__Recorded data__:
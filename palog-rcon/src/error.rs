use std::time::Duration;

use thiserror::Error;

/// Failure of a single transport step (dial, auth or execute).
#[derive(Debug, Error)]
pub enum TransportError {
    #[error("timed out after {0:?}")]
    Timeout(Duration),

    #[error("io error: {0}")]
    Io(#[from] std::io::Error),

    #[error("authentication rejected")]
    AuthRejected,
}

/// Execute failure that may still carry whatever the server sent before it broke.
#[derive(Debug, Error)]
#[error("{source}")]
pub struct ExecuteError {
    pub partial: Vec<u8>,
    #[source]
    pub source: TransportError,
}

impl ExecuteError {
    pub fn new(source: TransportError) -> Self {
        Self {
            partial: Vec::new(),
            source,
        }
    }

    pub fn with_partial(partial: impl Into<Vec<u8>>, source: TransportError) -> Self {
        Self {
            partial: partial.into(),
            source,
        }
    }
}

#[derive(Debug, Error)]
pub enum RconError {
    #[error("failed to connect to {endpoint}: {source}")]
    Connect {
        endpoint: String,
        #[source]
        source: TransportError,
    },

    #[error("failed to execute the command {command:?}: {source}")]
    Execute {
        command: String,
        partial: Vec<u8>,
        #[source]
        source: TransportError,
    },
}

impl RconError {
    /// Output received before an execute failure. Empty for connect failures.
    pub fn partial_output(&self) -> &[u8] {
        match self {
            RconError::Connect { .. } => &[],
            RconError::Execute { partial, .. } => partial,
        }
    }
}

pub type Result<T> = std::result::Result<T, RconError>;
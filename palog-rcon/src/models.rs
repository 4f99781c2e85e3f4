use serde::Serialize;

/// One row of the server's player list.
///
/// None of the fields is a reliable key on its own: the server reports
/// `"00000000"` for unknown ids and ids are sometimes truncated.
#[derive(Debug, Clone, Default, PartialEq, Eq, Serialize)]
pub struct Player {
  /// Display name as reported by the server
  pub name: String,
  /// Palworld player uid (numeric text, may be truncated)
  pub player_uid: String,
  /// Steam id (numeric text, may be missing)
  pub steam_id: String,
}

impl Player {
  pub fn new(
    name: impl Into<String>,
    player_uid: impl Into<String>,
    steam_id: impl Into<String>,
  ) -> Self {
    Self {
      name: name.into(),
      player_uid: player_uid.into(),
      steam_id: steam_id.into(),
    }
  }
}
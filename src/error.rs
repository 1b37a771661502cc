//! Error types for maze generation and pathfinding.

use thiserror::Error;

/// Failure taxonomy for every fallible operation in the crate.
///
/// Each variant carries a human-readable message intended for direct
/// display by a caller; none of these are retried or swallowed internally.
#[derive(Error, Debug)]
pub enum MazeError {
    /// A caller-supplied value is unusable: a non-positive or non-numeric
    /// dimension, or an endpoint on a blocked or out-of-bounds cell.
    #[error("invalid argument: {0}")]
    InvalidArgument(String),

    /// An operation was invoked before its inputs exist: no generated grid,
    /// or a missing start/end point.
    #[error("data not provided: {0}")]
    DataNotProvided(String),

    /// A search exhausted its frontier without reaching the end point.
    #[error("calculation failed: {0}")]
    CalculationFailed(String),
}

impl MazeError {
    /// The shared "no grid yet" failure used by every operation that needs
    /// a generated maze.
    pub(crate) fn no_grid() -> MazeError {
        MazeError::DataNotProvided("the maze has not been generated".to_string())
    }
}

pub type Result<T> = std::result::Result<T, MazeError>;
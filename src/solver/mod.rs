//! Path solvers.
//!
//! Both solvers work the same way from the outside: they label reachable
//! cells of the grid with a distance from the start point and then hand off
//! to a shared reconstruction pass that descends those labels from the end
//! point back to the start. They differ only in how the labeling frontier is
//! ordered, which is what [`Solver::label_distances`] captures.

pub mod astar;
pub mod wave;

use log::debug;

use crate::error::{MazeError, Result};
use crate::geom::{Point, DIRECTIONS};
use crate::grid::Grid;
use crate::Maze;

pub use astar::AStarSolver;
pub use wave::WaveSolver;

/// A path search over a maze grid.
pub trait Solver {
    /// Label cell distances from `start`, stopping once `end` has been
    /// expanded. Fails with [`MazeError::CalculationFailed`] when `end` is
    /// unreachable from `start`.
    fn label_distances(&self, grid: &mut Grid, start: Point, end: Point) -> Result<()>;

    /// Run the full search on a maze: validate that a grid and both
    /// endpoints exist, label distances, and reconstruct the path.
    ///
    /// The returned points are ordered from the end point back to the
    /// start point; reverse for start-to-end order.
    fn find_path(&self, maze: &mut Maze) -> Result<Vec<Point>> {
        let start = maze.start_point();
        let end = maze.end_point();
        let grid = maze.grid_mut().ok_or_else(MazeError::no_grid)?;
        let start = start.ok_or_else(|| {
            MazeError::DataNotProvided("the start point is not set".to_string())
        })?;
        let end = end
            .ok_or_else(|| MazeError::DataNotProvided("the end point is not set".to_string()))?;
        self.label_distances(grid, start, end)?;
        let path = descend_distances(grid, start, end)?;
        debug!("found a path of {} points from {} to {}", path.len(), end, start);
        Ok(path)
    }
}

/// Walk from `end` back to `start`, at each step moving to the first
/// neighbour (in [`DIRECTIONS`] order) whose label is exactly one less than
/// the current cell's.
///
/// A dead end can only occur if the grid was mutated between labeling and
/// reconstruction; it surfaces as [`MazeError::CalculationFailed`].
fn descend_distances(grid: &Grid, start: Point, end: Point) -> Result<Vec<Point>> {
    let mut path = vec![end];
    let mut point = end;
    while point != start {
        let wanted = match grid.get(point).distance {
            Some(d) if d > 0 => d - 1,
            _ => return Err(dead_end(point)),
        };
        let step = DIRECTIONS
            .into_iter()
            .map(|dir| point + dir)
            .find(|&n| grid.in_bounds(n) && grid.get(n).distance == Some(wanted));
        match step {
            Some(next) => {
                path.push(next);
                point = next;
            }
            None => return Err(dead_end(point)),
        }
    }
    Ok(path)
}

fn dead_end(point: Point) -> MazeError {
    MazeError::CalculationFailed(format!(
        "distance labels do not descend from {point}; was the grid mutated mid-search?"
    ))
}
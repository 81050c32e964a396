/// A type-erased pointer waiting for reclamation, together with the routine that frees it.
#[derive(Debug, Clone, Copy)]
pub(crate) struct Retired {
    pub(crate) ptr: *mut u8,
    deleter: unsafe fn(ptr: *mut u8),
}

// Retired objects are only freed once no thread can reach them, by whichever thread scans.
unsafe impl Send for Retired {}

impl Retired {
    pub(crate) fn new<T>(ptr: *mut T) -> Self {
        Self {
            ptr: ptr as *mut u8,
            deleter: free::<T>,
        }
    }

    /// # Safety
    /// No thread may access the object anymore, and it must not have been freed already.
    pub(crate) unsafe fn execute(self) {
        (self.deleter)(self.ptr)
    }
}

unsafe fn free<T>(ptr: *mut u8) {
    drop(Box::from_raw(ptr as *mut T))
}
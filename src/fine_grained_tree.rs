//! External BST with one lock per node, traversed by lock coupling.
//!
//! Locks are only ever taken top-down, a child while holding its parent, so lockers cannot form a
//! cycle. Find and insert hold at most two locks at a time, remove at most three (grandparent,
//! parent, leaf).

use std::fmt;
use std::hash::Hash;
use std::io;
use std::mem;
use std::sync::atomic::{AtomicUsize, Ordering};
use std::sync::Arc;

use lock_api::ArcMutexGuard;
use parking_lot::{Mutex, RawMutex};

use crate::concurrent_set::ConcurrentSet;
use crate::key::{HashKey, Key, KeyFn};

type Link<T> = Arc<Mutex<Node<T>>>;
type NodeGuard<T> = ArcMutexGuard<RawMutex, Node<T>>;

enum Node<T> {
    Internal {
        key: Key,
        left: Link<T>,
        right: Link<T>,
    },
    Leaf {
        key: Key,
        value: Option<T>,
    },
}

#[derive(Clone, Copy, PartialEq, Eq, Debug)]
enum Direction {
    L,
    R,
}

impl Direction {
    /// Which side of an internal node with routing key `routing` holds `key`.
    #[inline]
    fn of(key: u64, routing: &Key) -> Self {
        if *routing > key {
            Direction::L
        } else {
            Direction::R
        }
    }

    #[inline]
    fn oppo(self) -> Self {
        match self {
            Direction::L => Direction::R,
            Direction::R => Direction::L,
        }
    }
}

impl<T> Node<T> {
    fn leaf(key: Key, value: Option<T>) -> Link<T> {
        Arc::new(Mutex::new(Node::Leaf { key, value }))
    }

    fn internal(key: Key, left: Link<T>, right: Link<T>) -> Link<T> {
        Arc::new(Mutex::new(Node::Internal { key, left, right }))
    }

    #[inline]
    fn key(&self) -> Key {
        match self {
            Node::Internal { key, .. } | Node::Leaf { key, .. } => *key,
        }
    }

    #[inline]
    fn child(&self, dir: Direction) -> &Link<T> {
        match (self, dir) {
            (Node::Internal { left, .. }, Direction::L) => left,
            (Node::Internal { right, .. }, Direction::R) => right,
            (Node::Leaf { .. }, _) => unreachable!("leaves have no children"),
        }
    }

    #[inline]
    fn child_mut(&mut self, dir: Direction) -> &mut Link<T> {
        match (self, dir) {
            (Node::Internal { left, .. }, Direction::L) => left,
            (Node::Internal { right, .. }, Direction::R) => right,
            (Node::Leaf { .. }, _) => unreachable!("leaves have no children"),
        }
    }
}

/// A locked leaf together with its locked parent.
struct Cursor<T> {
    parent: NodeGuard<T>,
    /// Side of `parent` that holds `leaf`.
    dir: Direction,
    leaf: NodeGuard<T>,
}

/// Concurrent ordered set protected by per-node locks.
pub struct FineGrainedBst<T, K = HashKey> {
    root: Link<T>,
    key_fn: K,
    len: AtomicUsize,
}

impl<T: Hash> FineGrainedBst<T> {
    pub fn new() -> Self {
        Self::with_key_fn(HashKey::new())
    }
}

impl<T: Hash> Default for FineGrainedBst<T> {
    fn default() -> Self {
        Self::new()
    }
}

impl<T, K> FineGrainedBst<T, K>
where
    K: KeyFn<T>,
{
    pub fn with_key_fn(key_fn: K) -> Self {
        Self {
            root: Node::internal(
                Key::Inf2,
                Node::leaf(Key::Inf1, None),
                Node::leaf(Key::Inf2, None),
            ),
            key_fn,
            len: AtomicUsize::new(0),
        }
    }

    /// Descends to the leaf where `key` is or would be, coupling locks on the way down.
    ///
    /// The search starts below the root's left child link, since the right subtree only ever
    /// holds the `Inf2` sentinel.
    fn search(&self, key: u64) -> Cursor<T> {
        let mut parent = self.root.lock_arc();
        let mut dir = Direction::L;
        let mut curr = parent.child(dir).lock_arc();
        loop {
            let next_dir = match &*curr {
                Node::Leaf { .. } => None,
                Node::Internal { key: routing, .. } => Some(Direction::of(key, routing)),
            };
            let Some(next_dir) = next_dir else {
                return Cursor {
                    parent,
                    dir,
                    leaf: curr,
                };
            };
            drop(parent);
            let next = curr.child(next_dir).lock_arc();
            parent = curr;
            curr = next;
            dir = next_dir;
        }
    }

    pub fn find(&self, item: &T) -> bool {
        let key = self.key_fn.key(item);
        let cursor = self.search(key);
        cursor.leaf.key() == key
    }

    pub fn insert(&self, item: T) -> bool {
        let key = self.key_fn.key(&item);
        let mut cursor = self.search(key);
        let leaf_key = cursor.leaf.key();
        if leaf_key == key {
            return false;
        }

        let new_leaf = Node::leaf(Key::Fin(key), Some(item));
        let old_leaf = ArcMutexGuard::mutex(&cursor.leaf).clone();
        // The routing key is the larger of the two, and the smaller leaf goes left.
        let new_internal = if leaf_key > key {
            Node::internal(leaf_key, new_leaf, old_leaf)
        } else {
            Node::internal(Key::Fin(key), old_leaf, new_leaf)
        };
        *cursor.parent.child_mut(cursor.dir) = new_internal;
        self.len.fetch_add(1, Ordering::Relaxed);
        true
    }

    pub fn remove(&self, item: &T) -> bool {
        let key = self.key_fn.key(item);

        let mut gp = self.root.lock_arc();
        let mut gp_dir = Direction::L;
        let mut p = gp.child(gp_dir).lock_arc();
        let mut p_dir = match &*p {
            // Only the `Inf1` sentinel is left.
            Node::Leaf { .. } => return false,
            Node::Internal { key: routing, .. } => Direction::of(key, routing),
        };
        let mut curr = p.child(p_dir).lock_arc();

        loop {
            let next_dir = match &*curr {
                Node::Leaf { .. } => break,
                Node::Internal { key: routing, .. } => Direction::of(key, routing),
            };
            drop(gp);
            let next = curr.child(next_dir).lock_arc();
            gp = p;
            gp_dir = p_dir;
            p = curr;
            p_dir = next_dir;
            curr = next;
        }

        if curr.key() != key {
            return false;
        }

        // Splice out the leaf and its parent at once, putting the sibling in the parent's place.
        let sibling = p.child(p_dir.oppo()).clone();
        *gp.child_mut(gp_dir) = sibling;
        self.len.fetch_sub(1, Ordering::Relaxed);
        true
    }

    /// Number of elements. Exact whenever no operation is in flight.
    pub fn len(&self) -> usize {
        self.len.load(Ordering::Relaxed)
    }

    pub fn is_empty(&self) -> bool {
        self.len() == 0
    }
}

impl<T, K> FineGrainedBst<T, K>
where
    T: fmt::Debug,
    K: KeyFn<T>,
{
    /// Writes every node below the root's left link in pre-order, one per line.
    pub fn dump<W: io::Write>(&mut self, w: &mut W) -> io::Result<()> {
        writeln!(w, "elements: {}", self.len())?;
        let mut stack = vec![(self.root.lock().child(Direction::L).clone(), 0usize)];
        while let Some((link, depth)) = stack.pop() {
            let node = link.lock();
            match &*node {
                Node::Internal { key, left, right } => {
                    writeln!(w, "{:indent$}internal {}", "", key, indent = depth * 2)?;
                    stack.push((right.clone(), depth + 1));
                    stack.push((left.clone(), depth + 1));
                }
                Node::Leaf { key, value } => match value {
                    Some(value) => {
                        writeln!(w, "{:indent$}leaf {} {:?}", "", key, value, indent = depth * 2)?
                    }
                    None => writeln!(w, "{:indent$}leaf {}", "", key, indent = depth * 2)?,
                },
            }
        }
        Ok(())
    }
}

impl<T, K> Drop for FineGrainedBst<T, K> {
    fn drop(&mut self) {
        // Unlinks iteratively: the tree is not balanced and may be as deep as it is large.
        let mut stack = Vec::new();
        let mut root = self.root.lock();
        if let Node::Internal { left, right, .. } =
            mem::replace(&mut *root, Node::Leaf { key: Key::Inf2, value: None })
        {
            stack.push(left);
            stack.push(right);
        }
        drop(root);
        while let Some(link) = stack.pop() {
            if let Ok(node) = Arc::try_unwrap(link) {
                if let Node::Internal { left, right, .. } = node.into_inner() {
                    stack.push(left);
                    stack.push(right);
                }
            }
        }
    }
}

impl<T, K> ConcurrentSet<T> for FineGrainedBst<T, K>
where
    K: KeyFn<T>,
{
    type Handle<'s> = () where Self: 's;

    fn handle(&self) -> Self::Handle<'_> {}

    #[inline]
    fn insert<'s>(&'s self, _: &mut Self::Handle<'s>, item: T) -> bool {
        self.insert(item)
    }

    #[inline]
    fn remove<'s>(&'s self, _: &mut Self::Handle<'s>, item: &T) -> bool {
        self.remove(item)
    }

    #[inline]
    fn find<'s>(&'s self, _: &mut Self::Handle<'s>, item: &T) -> bool {
        self.find(item)
    }

    fn len(&self) -> usize {
        self.len()
    }
}
impl<'domain> Handle<'domain> {
    fn new(thread: Thread<'domain>) -> Self {
        Self {
            gp_h: thread.hazard_pointer(),
            p_h: thread.hazard_pointer(),
            l_h: thread.hazard_pointer(),
            l_other_h: thread.hazard_pointer(),
            pupdate_h: thread.hazard_pointer(),
            gpupdate_h: thread.hazard_pointer(),
            aux_update_h: thread.hazard_pointer(),
            aux_node_h: thread.hazard_pointer(),
            thread,
        }
    }

    /// The dense id of the registered thread.
    pub fn id(&self) -> usize {
        self.thread.id()
    }
}

impl fmt::Debug for Handle<'_> {
    fn fmt(&self, f: &mut fmt::Formatter<'_>) -> fmt::Result {
        f.debug_struct("Handle").field("id", &self.id()).finish()
    }
}

/// Result of a search. Every pointer is protected by the matching hazard pointer of the handle.
struct Cursor<T> {
    gp: *mut Node<T>,
    /// Side of `gp` that holds `p`.
    gp_dir: Direction,
    p: *mut Node<T>,
    /// Side of `p` that holds `l`.
    p_dir: Direction,
    l: *mut Node<T>,
    l_other: *mut Node<T>,
    pupdate: StateRef<Info<T>>,
    gpupdate: StateRef<Info<T>>,
}

impl<T> Cursor<T> {
    /// The grandparent and the side of it holding `p`, unless `p` is the root.
    fn above_p(&self) -> Option<(*mut Node<T>, Direction)> {
        if self.gp.is_null() {
            None
        } else {
            Some((self.gp, self.gp_dir))
        }
    }

    fn new(root: *mut Node<T>) -> Self {
        Self {
            gp: ptr::null_mut(),
            gp_dir: Direction::L,
            p: ptr::null_mut(),
            p_dir: Direction::L,
            l: root,
            l_other: ptr::null_mut(),
            pupdate: StateRef::null(),
            gpupdate: StateRef::null(),
        }
    }
}

/// Concurrent ordered set built from compare-and-swap only.
///
/// Threads operate through a [`Handle`]. At most `threads` handles, the capacity given at
/// construction, can be alive at once.
pub struct LockFreeBst<T, K = HashKey> {
    root: *mut Node<T>,
    key_fn: K,
    len: AtomicUsize,
    domain: Domain,
    _marker: PhantomData<T>,
}

unsafe impl<T: Send + Sync, K: Send + Sync> Send for LockFreeBst<T, K> {}
unsafe impl<T: Send + Sync, K: Send + Sync> Sync for LockFreeBst<T, K> {}

impl<T: Hash + Clone> LockFreeBst<T> {
    pub fn new() -> Self {
        Self::with_key_fn(HashKey::new())
    }

    pub fn with_threads(threads: usize) -> Self {
        Self::with_key_fn_and_threads(HashKey::new(), threads)
    }
}

impl<T: Hash + Clone> Default for LockFreeBst<T> {
    fn default() -> Self {
        Self::new()
    }
}
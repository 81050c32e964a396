/// The contract both trees satisfy.
///
/// A `Handle` carries whatever per-thread context an implementation needs (hazard slots for the
/// lock-free tree, nothing for the locking one). Each worker thread creates its own.
pub trait ConcurrentSet<T> {
    type Handle<'s>
    where
        Self: 's;

    fn handle(&self) -> Self::Handle<'_>;

    /// Returns `false` iff an element with the same key is already present.
    fn insert<'s>(&'s self, handle: &mut Self::Handle<'s>, item: T) -> bool;

    /// Returns `false` iff no element with the same key is present.
    fn remove<'s>(&'s self, handle: &mut Self::Handle<'s>, item: &T) -> bool;

    fn find<'s>(&'s self, handle: &mut Self::Handle<'s>, item: &T) -> bool;

    fn len(&self) -> usize;

    fn is_empty(&self) -> bool {
        self.len() == 0
    }
}

#[cfg(test)]
pub mod tests {
    extern crate rand;
    use super::ConcurrentSet;
    use crossbeam_utils::thread;
    use rand::prelude::*;

    const THREADS: u64 = 30;
    const ELEMENTS_PER_THREADS: u64 = 1000;

    pub fn smoke<S: ConcurrentSet<u64> + Send + Sync>(set: &S) {
        thread::scope(|s| {
            for t in 0..THREADS {
                s.spawn(move |_| {
                    let mut handle = set.handle();
                    let mut rng = rand::thread_rng();
                    let mut keys: Vec<u64> =
                        (0..ELEMENTS_PER_THREADS).map(|k| k * THREADS + t).collect();
                    keys.shuffle(&mut rng);
                    for i in keys {
                        assert!(set.insert(&mut handle, i));
                    }
                });
            }
        })
        .unwrap();
        assert_eq!(set.len(), (THREADS * ELEMENTS_PER_THREADS) as usize);

        thread::scope(|s| {
            for t in 0..(THREADS / 2) {
                s.spawn(move |_| {
                    let mut handle = set.handle();
                    let mut rng = rand::thread_rng();
                    let mut keys: Vec<u64> =
                        (0..ELEMENTS_PER_THREADS).map(|k| k * THREADS + t).collect();
                    keys.shuffle(&mut rng);
                    for i in keys {
                        assert!(set.remove(&mut handle, &i));
                    }
                });
            }
        })
        .unwrap();

        thread::scope(|s| {
            for t in 0..THREADS {
                s.spawn(move |_| {
                    let mut handle = set.handle();
                    let mut rng = rand::thread_rng();
                    let mut keys: Vec<u64> =
                        (0..ELEMENTS_PER_THREADS).map(|k| k * THREADS + t).collect();
                    keys.shuffle(&mut rng);
                    for i in keys {
                        assert_eq!(set.find(&mut handle, &i), t >= THREADS / 2);
                    }
                });
            }
        })
        .unwrap();
        assert_eq!(
            set.len(),
            ((THREADS - THREADS / 2) * ELEMENTS_PER_THREADS) as usize
        );
    }

    /// Threads race on the same small key range. Afterwards the membership seen by `find` must
    /// agree with `len` and with what `remove` reports, and the set must end up empty.
    pub fn contended<S: ConcurrentSet<u64> + Send + Sync>(set: &S) {
        const RANGE: u64 = 64;
        const OPS: usize = 20_000;

        thread::scope(|s| {
            for _ in 0..8 {
                s.spawn(move |_| {
                    let mut handle = set.handle();
                    let mut rng = rand::thread_rng();
                    for _ in 0..OPS {
                        let key = rng.gen_range(0..RANGE);
                        match rng.gen_range(0..3) {
                            0 => {
                                set.insert(&mut handle, key);
                            }
                            1 => {
                                set.remove(&mut handle, &key);
                            }
                            _ => {
                                set.find(&mut handle, &key);
                            }
                        }
                    }
                });
            }
        })
        .unwrap();

        let mut handle = set.handle();
        let present = (0..RANGE).filter(|k| set.find(&mut handle, k)).count();
        assert_eq!(present, set.len());
        for key in 0..RANGE {
            let was_present = set.find(&mut handle, &key);
            assert_eq!(set.remove(&mut handle, &key), was_present);
            assert!(!set.find(&mut handle, &key));
        }
        assert!(set.is_empty());
    }
}
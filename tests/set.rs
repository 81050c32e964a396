use std::collections::BTreeSet;

use concurrent_bst::{ConcurrentSet, FineGrainedBst, IdentityKey, LockFreeBst};
use crossbeam_utils::thread::scope;
use rand::prelude::*;
use rand::rngs::StdRng;

fn fine_grained() -> FineGrainedBst<u64, IdentityKey> {
    FineGrainedBst::with_key_fn(IdentityKey)
}

fn lock_free() -> LockFreeBst<u64, IdentityKey> {
    LockFreeBst::with_key_fn_and_threads(IdentityKey, 16)
}

/// Runs a seeded random single-threaded workload and compares every answer with `BTreeSet`.
fn matches_reference_model<S: ConcurrentSet<u64>>(set: &S) {
    let mut rng = StdRng::seed_from_u64(0x5EED);
    let mut model = BTreeSet::new();
    let mut handle = set.handle();
    for _ in 0..20_000 {
        let key = rng.gen_range(0..512u64);
        match rng.gen_range(0..3) {
            0 => assert_eq!(set.insert(&mut handle, key), model.insert(key), "insert {}", key),
            1 => assert_eq!(set.remove(&mut handle, &key), model.remove(&key), "remove {}", key),
            _ => assert_eq!(set.find(&mut handle, &key), model.contains(&key), "find {}", key),
        }
    }
    assert_eq!(set.len(), model.len());
    for key in 0..512u64 {
        assert_eq!(set.find(&mut handle, &key), model.contains(&key));
    }
}

fn honors_duplicate_contract<S: ConcurrentSet<u64>>(set: &S) {
    let mut handle = set.handle();
    assert!(set.insert(&mut handle, 42));
    assert!(!set.insert(&mut handle, 42));
    assert!(set.find(&mut handle, &42));
    assert_eq!(set.len(), 1);
    assert!(set.remove(&mut handle, &42));
    assert!(!set.remove(&mut handle, &42));
    assert!(!set.find(&mut handle, &42));
    assert!(set.is_empty());
}

fn runs_example_scenario<S: ConcurrentSet<u64>>(set: &S) {
    let mut handle = set.handle();
    assert!(set.insert(&mut handle, 1));
    assert!(set.insert(&mut handle, 5));
    assert!(set.insert(&mut handle, 3));
    assert!(set.find(&mut handle, &5));
    assert!(!set.find(&mut handle, &9));
    assert!(set.remove(&mut handle, &5));
    assert!(!set.find(&mut handle, &5));
    assert!(set.find(&mut handle, &3));
}

/// Each thread inserts, then removes, its own block of keys.
fn survives_disjoint_blocks<S: ConcurrentSet<u64> + Sync>(set: &S) {
    const THREADS: u64 = 8;
    const BLOCK: u64 = 1000;

    scope(|s| {
        for t in 0..THREADS {
            s.spawn(move |_| {
                let mut handle = set.handle();
                for key in t * BLOCK..(t + 1) * BLOCK {
                    assert!(set.insert(&mut handle, key));
                }
            });
        }
    })
    .unwrap();

    let mut handle = set.handle();
    for key in 0..THREADS * BLOCK {
        assert!(set.find(&mut handle, &key), "{} missing", key);
    }
    for key in THREADS * BLOCK..(THREADS + 1) * BLOCK {
        assert!(!set.find(&mut handle, &key), "{} never inserted", key);
    }
    assert_eq!(set.len(), (THREADS * BLOCK) as usize);
    drop(handle);

    scope(|s| {
        for t in 0..THREADS {
            s.spawn(move |_| {
                let mut handle = set.handle();
                for key in t * BLOCK..(t + 1) * BLOCK {
                    assert!(set.remove(&mut handle, &key));
                }
            });
        }
    })
    .unwrap();

    let mut handle = set.handle();
    for key in 0..THREADS * BLOCK {
        assert!(!set.find(&mut handle, &key), "{} still present", key);
    }
    assert!(set.is_empty());
}

fn answers_find_consistently<S: ConcurrentSet<u64>>(set: &S) {
    let mut handle = set.handle();
    for key in (0..200u64).step_by(3) {
        set.insert(&mut handle, key);
    }
    let first: Vec<bool> = (0..200u64).map(|k| set.find(&mut handle, &k)).collect();
    for _ in 0..3 {
        let again: Vec<bool> = (0..200u64).map(|k| set.find(&mut handle, &k)).collect();
        assert_eq!(first, again);
    }
}

#[test]
fn fine_grained_matches_reference_model() {
    matches_reference_model(&fine_grained());
}

#[test]
fn lock_free_matches_reference_model() {
    matches_reference_model(&lock_free());
}

#[test]
fn fine_grained_duplicate_contract() {
    honors_duplicate_contract(&fine_grained());
}

#[test]
fn lock_free_duplicate_contract() {
    honors_duplicate_contract(&lock_free());
}

#[test]
fn fine_grained_example_scenario() {
    runs_example_scenario(&fine_grained());
}

#[test]
fn lock_free_example_scenario() {
    runs_example_scenario(&lock_free());
}

#[test]
fn fine_grained_disjoint_blocks() {
    survives_disjoint_blocks(&fine_grained());
}

#[test]
fn lock_free_disjoint_blocks() {
    survives_disjoint_blocks(&lock_free());
}

#[test]
fn fine_grained_find_is_stable() {
    answers_find_consistently(&fine_grained());
}

#[test]
fn lock_free_find_is_stable() {
    answers_find_consistently(&lock_free());
}

#[test]
fn hashed_values() {
    let words = ["alpha", "beta", "gamma", "delta"];

    let fine = FineGrainedBst::<String>::new();
    let lock_free = LockFreeBst::<String>::with_threads(2);
    for word in words {
        assert!(fine.insert(word.to_string()));
        assert!(lock_free.insert(word.to_string()));
    }
    assert!(!fine.insert("beta".to_string()));
    assert!(!lock_free.insert("beta".to_string()));
    assert!(fine.remove(&"gamma".to_string()));
    assert!(lock_free.remove(&"gamma".to_string()));
    for word in words {
        let expected = word != "gamma";
        assert_eq!(fine.find(&word.to_string()), expected);
        assert_eq!(lock_free.find(&word.to_string()), expected);
    }
    assert_eq!((fine.len(), lock_free.len()), (3, 3));
}

#[test]
fn closure_key_function() {
    let by_id = |entry: &(u64, &'static str)| entry.0;
    let set = LockFreeBst::with_key_fn_and_threads(by_id, 1);
    let mut handle = set.handle();
    assert!(set.insert_with((7, "seven"), &mut handle));
    // Same key, different payload: still a duplicate.
    assert!(!set.insert_with((7, "sieben"), &mut handle));
    assert!(set.find_with(&(7, ""), &mut handle));
    assert!(set.remove_with(&(7, "whatever"), &mut handle));
    assert!(set.is_empty());
}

__What is needed__:
The reply should consist of a single number: how many lines in the listing contain the word "truncated".

__Response below__:
2